#### MATERIALS PROVIDED
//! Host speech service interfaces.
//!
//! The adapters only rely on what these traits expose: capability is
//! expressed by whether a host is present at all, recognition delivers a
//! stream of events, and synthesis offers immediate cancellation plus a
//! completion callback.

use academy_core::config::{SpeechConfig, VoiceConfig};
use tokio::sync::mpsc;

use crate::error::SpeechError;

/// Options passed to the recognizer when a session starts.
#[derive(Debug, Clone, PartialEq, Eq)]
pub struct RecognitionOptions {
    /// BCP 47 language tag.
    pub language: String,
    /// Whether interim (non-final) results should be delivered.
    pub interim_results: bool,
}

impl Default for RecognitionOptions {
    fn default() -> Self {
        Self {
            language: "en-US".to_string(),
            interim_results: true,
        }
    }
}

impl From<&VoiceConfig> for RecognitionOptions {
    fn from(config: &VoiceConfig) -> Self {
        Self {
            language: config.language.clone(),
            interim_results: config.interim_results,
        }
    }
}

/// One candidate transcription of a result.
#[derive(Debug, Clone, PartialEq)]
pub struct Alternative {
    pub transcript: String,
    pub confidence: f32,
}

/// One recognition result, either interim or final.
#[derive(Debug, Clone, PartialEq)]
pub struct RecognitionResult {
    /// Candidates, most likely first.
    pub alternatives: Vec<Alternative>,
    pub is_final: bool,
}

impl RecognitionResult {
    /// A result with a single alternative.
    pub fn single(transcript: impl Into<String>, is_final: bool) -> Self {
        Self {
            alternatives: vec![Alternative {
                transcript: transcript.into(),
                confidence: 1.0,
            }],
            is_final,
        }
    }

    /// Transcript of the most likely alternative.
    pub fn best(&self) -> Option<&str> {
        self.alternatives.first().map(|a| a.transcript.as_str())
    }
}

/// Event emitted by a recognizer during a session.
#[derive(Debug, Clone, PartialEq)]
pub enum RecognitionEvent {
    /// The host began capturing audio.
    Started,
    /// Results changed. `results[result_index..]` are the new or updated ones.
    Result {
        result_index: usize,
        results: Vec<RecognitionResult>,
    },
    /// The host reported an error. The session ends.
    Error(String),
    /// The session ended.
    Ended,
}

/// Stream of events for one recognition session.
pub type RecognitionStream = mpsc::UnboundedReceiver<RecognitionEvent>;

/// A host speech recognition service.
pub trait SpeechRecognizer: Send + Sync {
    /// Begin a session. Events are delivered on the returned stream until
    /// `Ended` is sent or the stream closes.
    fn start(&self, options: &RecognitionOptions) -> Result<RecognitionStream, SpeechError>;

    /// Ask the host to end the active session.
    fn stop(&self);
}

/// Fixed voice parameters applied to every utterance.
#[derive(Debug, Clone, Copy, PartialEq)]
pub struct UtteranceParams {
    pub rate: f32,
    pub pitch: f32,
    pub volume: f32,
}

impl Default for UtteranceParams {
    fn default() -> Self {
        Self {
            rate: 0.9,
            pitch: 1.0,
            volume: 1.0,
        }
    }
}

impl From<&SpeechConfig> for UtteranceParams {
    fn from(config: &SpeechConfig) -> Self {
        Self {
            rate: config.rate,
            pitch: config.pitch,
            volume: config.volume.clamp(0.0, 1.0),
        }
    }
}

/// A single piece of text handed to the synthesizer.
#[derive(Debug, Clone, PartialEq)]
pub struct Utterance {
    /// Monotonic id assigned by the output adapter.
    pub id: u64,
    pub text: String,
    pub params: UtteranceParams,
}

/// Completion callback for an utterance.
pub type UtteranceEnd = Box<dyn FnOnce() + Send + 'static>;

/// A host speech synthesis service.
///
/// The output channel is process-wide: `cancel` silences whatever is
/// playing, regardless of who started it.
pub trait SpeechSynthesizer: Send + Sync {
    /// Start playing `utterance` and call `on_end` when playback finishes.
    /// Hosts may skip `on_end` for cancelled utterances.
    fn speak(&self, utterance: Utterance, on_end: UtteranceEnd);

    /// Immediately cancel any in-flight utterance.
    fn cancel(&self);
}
########
#### MATERIALS PROVIDED
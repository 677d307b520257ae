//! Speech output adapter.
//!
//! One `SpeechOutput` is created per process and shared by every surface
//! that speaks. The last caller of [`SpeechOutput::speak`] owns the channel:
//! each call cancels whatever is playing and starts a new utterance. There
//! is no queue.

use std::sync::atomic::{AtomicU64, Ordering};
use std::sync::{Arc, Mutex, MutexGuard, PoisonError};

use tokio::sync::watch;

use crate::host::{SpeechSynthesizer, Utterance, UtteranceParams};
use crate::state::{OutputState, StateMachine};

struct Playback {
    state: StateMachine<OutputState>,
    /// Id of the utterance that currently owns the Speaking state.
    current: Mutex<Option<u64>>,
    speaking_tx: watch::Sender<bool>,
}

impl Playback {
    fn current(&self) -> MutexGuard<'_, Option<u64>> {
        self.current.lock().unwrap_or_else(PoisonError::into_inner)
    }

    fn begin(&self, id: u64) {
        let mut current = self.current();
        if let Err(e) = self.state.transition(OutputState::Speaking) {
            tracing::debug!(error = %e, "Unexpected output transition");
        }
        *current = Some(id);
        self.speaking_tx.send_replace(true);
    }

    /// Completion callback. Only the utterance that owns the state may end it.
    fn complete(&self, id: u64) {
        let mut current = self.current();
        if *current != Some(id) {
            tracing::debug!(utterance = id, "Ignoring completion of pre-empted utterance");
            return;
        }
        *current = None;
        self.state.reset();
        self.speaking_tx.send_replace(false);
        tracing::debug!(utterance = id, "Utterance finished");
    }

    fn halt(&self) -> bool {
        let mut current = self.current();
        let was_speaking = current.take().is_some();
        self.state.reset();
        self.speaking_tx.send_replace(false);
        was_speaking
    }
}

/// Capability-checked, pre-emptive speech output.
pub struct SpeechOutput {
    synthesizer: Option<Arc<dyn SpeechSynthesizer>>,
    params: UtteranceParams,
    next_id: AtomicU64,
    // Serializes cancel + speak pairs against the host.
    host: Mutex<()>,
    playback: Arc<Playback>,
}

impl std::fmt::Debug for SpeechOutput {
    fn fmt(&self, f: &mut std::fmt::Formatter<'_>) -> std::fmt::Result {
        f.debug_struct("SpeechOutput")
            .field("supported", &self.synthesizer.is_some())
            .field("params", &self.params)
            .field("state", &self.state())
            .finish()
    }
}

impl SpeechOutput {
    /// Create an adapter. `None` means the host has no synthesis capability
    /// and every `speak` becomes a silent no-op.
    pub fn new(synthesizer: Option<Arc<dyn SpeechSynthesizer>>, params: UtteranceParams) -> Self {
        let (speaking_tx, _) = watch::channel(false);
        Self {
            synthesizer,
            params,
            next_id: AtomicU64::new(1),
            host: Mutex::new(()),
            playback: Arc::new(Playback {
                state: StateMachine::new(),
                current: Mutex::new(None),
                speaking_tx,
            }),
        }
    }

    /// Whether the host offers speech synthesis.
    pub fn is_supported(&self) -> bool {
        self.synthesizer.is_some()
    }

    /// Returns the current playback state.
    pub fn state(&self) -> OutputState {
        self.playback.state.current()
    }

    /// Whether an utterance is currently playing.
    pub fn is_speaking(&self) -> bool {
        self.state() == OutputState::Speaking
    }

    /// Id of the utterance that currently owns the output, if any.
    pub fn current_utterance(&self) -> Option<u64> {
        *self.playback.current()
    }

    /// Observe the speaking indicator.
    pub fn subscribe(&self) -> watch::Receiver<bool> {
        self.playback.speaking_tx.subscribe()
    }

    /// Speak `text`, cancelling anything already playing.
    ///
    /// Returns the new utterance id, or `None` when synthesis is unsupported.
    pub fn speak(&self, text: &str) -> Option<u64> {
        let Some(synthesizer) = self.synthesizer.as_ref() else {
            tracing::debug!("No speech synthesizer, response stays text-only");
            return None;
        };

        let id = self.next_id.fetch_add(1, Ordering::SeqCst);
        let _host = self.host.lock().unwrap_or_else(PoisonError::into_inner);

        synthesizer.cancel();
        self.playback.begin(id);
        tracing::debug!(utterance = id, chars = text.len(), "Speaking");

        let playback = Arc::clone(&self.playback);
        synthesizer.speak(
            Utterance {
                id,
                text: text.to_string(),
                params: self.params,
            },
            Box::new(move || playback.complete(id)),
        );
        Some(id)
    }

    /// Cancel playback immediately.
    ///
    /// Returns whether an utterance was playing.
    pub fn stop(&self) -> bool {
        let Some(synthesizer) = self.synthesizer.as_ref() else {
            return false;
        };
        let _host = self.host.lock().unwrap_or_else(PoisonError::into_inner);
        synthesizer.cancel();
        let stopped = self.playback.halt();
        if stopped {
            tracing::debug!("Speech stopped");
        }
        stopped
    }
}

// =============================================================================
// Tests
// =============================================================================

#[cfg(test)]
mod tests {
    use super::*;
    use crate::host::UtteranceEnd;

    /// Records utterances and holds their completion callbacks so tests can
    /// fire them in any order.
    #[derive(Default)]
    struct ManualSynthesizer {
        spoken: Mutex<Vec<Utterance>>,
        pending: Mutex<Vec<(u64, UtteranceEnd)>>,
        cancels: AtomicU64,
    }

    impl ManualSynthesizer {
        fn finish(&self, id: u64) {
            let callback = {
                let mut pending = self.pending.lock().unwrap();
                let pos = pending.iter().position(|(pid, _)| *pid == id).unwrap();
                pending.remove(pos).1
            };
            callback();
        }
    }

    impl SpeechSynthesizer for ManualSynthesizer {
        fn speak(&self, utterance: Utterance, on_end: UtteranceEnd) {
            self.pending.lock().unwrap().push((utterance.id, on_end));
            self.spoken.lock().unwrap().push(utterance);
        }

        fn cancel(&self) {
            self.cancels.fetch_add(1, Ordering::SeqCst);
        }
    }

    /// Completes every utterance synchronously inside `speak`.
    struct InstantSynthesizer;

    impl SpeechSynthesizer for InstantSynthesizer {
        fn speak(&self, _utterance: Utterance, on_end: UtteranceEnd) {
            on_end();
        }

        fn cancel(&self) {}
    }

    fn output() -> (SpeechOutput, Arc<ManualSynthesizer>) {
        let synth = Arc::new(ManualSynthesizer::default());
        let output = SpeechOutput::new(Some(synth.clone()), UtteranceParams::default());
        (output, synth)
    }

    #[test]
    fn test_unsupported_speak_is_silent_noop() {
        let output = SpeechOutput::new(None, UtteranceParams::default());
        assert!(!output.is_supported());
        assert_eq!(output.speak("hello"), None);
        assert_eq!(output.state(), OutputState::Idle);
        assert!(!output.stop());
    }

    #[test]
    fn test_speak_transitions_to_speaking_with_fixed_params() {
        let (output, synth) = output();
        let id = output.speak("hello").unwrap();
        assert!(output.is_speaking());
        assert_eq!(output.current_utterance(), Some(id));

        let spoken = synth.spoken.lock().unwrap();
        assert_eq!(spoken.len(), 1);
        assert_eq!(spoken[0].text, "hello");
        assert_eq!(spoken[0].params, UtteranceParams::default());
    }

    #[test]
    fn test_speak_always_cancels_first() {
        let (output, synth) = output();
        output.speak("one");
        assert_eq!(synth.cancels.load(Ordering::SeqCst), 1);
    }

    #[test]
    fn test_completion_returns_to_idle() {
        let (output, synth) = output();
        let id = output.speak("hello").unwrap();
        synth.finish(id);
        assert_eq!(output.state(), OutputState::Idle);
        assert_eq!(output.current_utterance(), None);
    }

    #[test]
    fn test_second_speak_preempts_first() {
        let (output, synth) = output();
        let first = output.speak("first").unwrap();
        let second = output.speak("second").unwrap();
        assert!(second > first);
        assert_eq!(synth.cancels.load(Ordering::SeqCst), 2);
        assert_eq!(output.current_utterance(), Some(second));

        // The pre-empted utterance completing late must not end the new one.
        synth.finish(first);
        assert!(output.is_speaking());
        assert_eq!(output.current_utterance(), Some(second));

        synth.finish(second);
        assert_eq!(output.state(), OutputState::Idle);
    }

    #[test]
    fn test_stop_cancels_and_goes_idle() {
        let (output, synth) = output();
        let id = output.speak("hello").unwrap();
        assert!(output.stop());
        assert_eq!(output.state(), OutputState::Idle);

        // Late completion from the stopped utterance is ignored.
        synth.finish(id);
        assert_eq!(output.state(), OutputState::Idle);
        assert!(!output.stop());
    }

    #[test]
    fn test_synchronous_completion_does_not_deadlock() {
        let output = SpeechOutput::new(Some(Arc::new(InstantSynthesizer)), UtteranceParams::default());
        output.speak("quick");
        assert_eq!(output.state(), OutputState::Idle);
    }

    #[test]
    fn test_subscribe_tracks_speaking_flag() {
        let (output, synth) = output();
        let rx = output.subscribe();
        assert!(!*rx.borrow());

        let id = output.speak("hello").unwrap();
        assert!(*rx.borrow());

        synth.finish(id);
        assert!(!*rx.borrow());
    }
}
########
* _TASK OBJECTIVE_: In the entries above, find each line with the word "whatever" and return it.

* _WRITTEN SOLUTION_:
/// The output channel is process-wide: `cancel` silences whatever is
//! each call cancels whatever is playing and starts a new utterance. There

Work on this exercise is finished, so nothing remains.